> [What you should do]
All lines below containing "other" are to be listed.
*** Begin section ***
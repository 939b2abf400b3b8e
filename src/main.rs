use std::net::SocketAddr;
use std::sync::Arc;

use clap::Parser;
use tracing_subscriber::EnvFilter;

use inkwell::api::ApiClient;
use inkwell::auth::storage::SqliteStorage;
use inkwell::config::{Cli, Config};
use inkwell::db;
use inkwell::routes;
use inkwell::state::AppState;

#[tokio::main]
async fn main() -> anyhow::Result<()> {
    // Initialize logging
    tracing_subscriber::fmt()
        .with_env_filter(
            EnvFilter::try_from_default_env().unwrap_or_else(|_| EnvFilter::new("info")),
        )
        .init();

    // Parse CLI args and load config
    let cli = Cli::parse();
    let data_dir = Config::data_dir(&cli)?;
    std::fs::create_dir_all(&data_dir)?;
    tracing::info!("Data directory: {}", data_dir.display());

    let config = Config::load(&cli)?;

    // Remembered sign-ins live in SQLite
    let pool = db::create_pool(&config.db_path())?;
    db::run_migrations(&pool)?;
    let pruned = SqliteStorage::new(pool.clone()).prune(config.auth.remember_days)?;
    if pruned > 0 {
        tracing::info!(pruned, "Removed expired remembered sessions");
    }

    let api = ApiClient::new(&config.api)?;
    tracing::info!("Inkwell API: {}", api.base_url());

    let state = AppState::new(config.clone(), pool, Arc::new(api));
    let app = routes::app(state);

    // Start server
    let addr: SocketAddr = format!("{}:{}", config.server.host, config.server.port).parse()?;
    tracing::info!("Listening on http://{}", addr);

    let listener = tokio::net::TcpListener::bind(addr).await?;
    axum::serve(listener, app).await?;

    Ok(())
}
use std::sync::Arc;

use rand::Rng;

use crate::api::{InkwellApi, Session};
use crate::auth::storage::SessionStorage;
use crate::error::AppResult;

/// Where a browser context's sign-in is kept.
#[derive(Debug, Clone, Copy, PartialEq, Eq)]
pub enum Persistence {
    /// Persistent area, chosen with "remember me".
    Remembered,
    /// Volatile area, gone when the browser session or the process ends.
    Volatile,
}

/// Auth state of one browser context, read from storage once per request.
#[derive(Debug, Clone)]
pub struct AuthContext {
    context_id: String,
    session: Option<Session>,
    persistence: Option<Persistence>,
}

impl AuthContext {
    pub fn anonymous() -> Self {
        Self {
            context_id: generate_token(),
            session: None,
            persistence: None,
        }
    }

    pub fn context_id(&self) -> &str {
        &self.context_id
    }

    pub fn user(&self) -> Option<&Session> {
        self.session.as_ref()
    }

    pub fn persistence(&self) -> Option<Persistence> {
        self.persistence
    }

    pub fn is_authenticated(&self) -> bool {
        self.session.is_some()
    }
}

/// Owns the two storage areas and is the only writer to them.
#[derive(Clone)]
pub struct SessionStore {
    persistent: Arc<dyn SessionStorage>,
    volatile: Arc<dyn SessionStorage>,
}

impl SessionStore {
    pub fn new(persistent: Arc<dyn SessionStorage>, volatile: Arc<dyn SessionStorage>) -> Self {
        Self {
            persistent,
            volatile,
        }
    }

    /// Restore the context named by `context_id`. The persistent area wins over the volatile
    /// one. Unreadable or malformed entries count as signed out.
    pub fn open(&self, context_id: &str) -> AuthContext {
        let areas = [
            (&self.persistent, Persistence::Remembered),
            (&self.volatile, Persistence::Volatile),
        ];

        for (storage, persistence) in areas {
            let payload = match storage.read(context_id) {
                Ok(Some(payload)) => payload,
                Ok(None) => continue,
                Err(e) => {
                    tracing::warn!(?persistence, "failed to read stored session: {}", e);
                    continue;
                }
            };
            match serde_json::from_str::<Session>(&payload) {
                Ok(session) => {
                    return AuthContext {
                        context_id: context_id.to_string(),
                        session: Some(session),
                        persistence: Some(persistence),
                    }
                }
                Err(e) => {
                    tracing::warn!(?persistence, "discarding malformed stored session: {}", e);
                }
            }
        }

        AuthContext {
            context_id: context_id.to_string(),
            session: None,
            persistence: None,
        }
    }

    /// Sign `session` in. The context gets a fresh token, the session is written to the area
    /// selected by `remember`, and the other area is cleared.
    pub fn login(&self, ctx: &mut AuthContext, session: Session, remember: bool) -> AppResult<()> {
        self.clear_all(&ctx.context_id)?;

        let context_id = generate_token();
        let payload = serde_json::to_string(&session)?;
        let (keep, other, persistence) = if remember {
            (&self.persistent, &self.volatile, Persistence::Remembered)
        } else {
            (&self.volatile, &self.persistent, Persistence::Volatile)
        };
        keep.write(&context_id, &payload)?;
        other.clear(&context_id)?;

        tracing::info!(username = %session.username, ?persistence, "signed in");
        ctx.context_id = context_id;
        ctx.session = Some(session);
        ctx.persistence = Some(persistence);
        Ok(())
    }

    /// Sign out. The server is told on a best-effort basis; local state and both storage areas
    /// are cleared whatever it answers.
    pub async fn logout(&self, ctx: &mut AuthContext, api: &dyn InkwellApi) {
        if let Err(e) = api.logout().await {
            tracing::warn!("Logout request failed: {}", e);
        }

        if let Some(session) = ctx.session.take() {
            tracing::info!(username = %session.username, "signed out");
        }
        ctx.persistence = None;
        if let Err(e) = self.clear_all(&ctx.context_id) {
            tracing::error!("failed to clear stored session: {}", e);
        }
    }

    fn clear_all(&self, context_id: &str) -> AppResult<()> {
        self.persistent.clear(context_id)?;
        self.volatile.clear(context_id)
    }
}

/// Generate a cryptographically random 32-byte hex token.
fn generate_token() -> String {
    let mut rng = rand::thread_rng();
    let bytes: [u8; 32] = rng.gen();
    bytes.iter().map(|b| format!("{:02x}", b)).collect()
}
*** End section ***
> [Your solution]
    /// selected by `remember`, and the other area is cleared.
        let (keep, other, persistence) = if remember {
        other.clear(&context_id)?;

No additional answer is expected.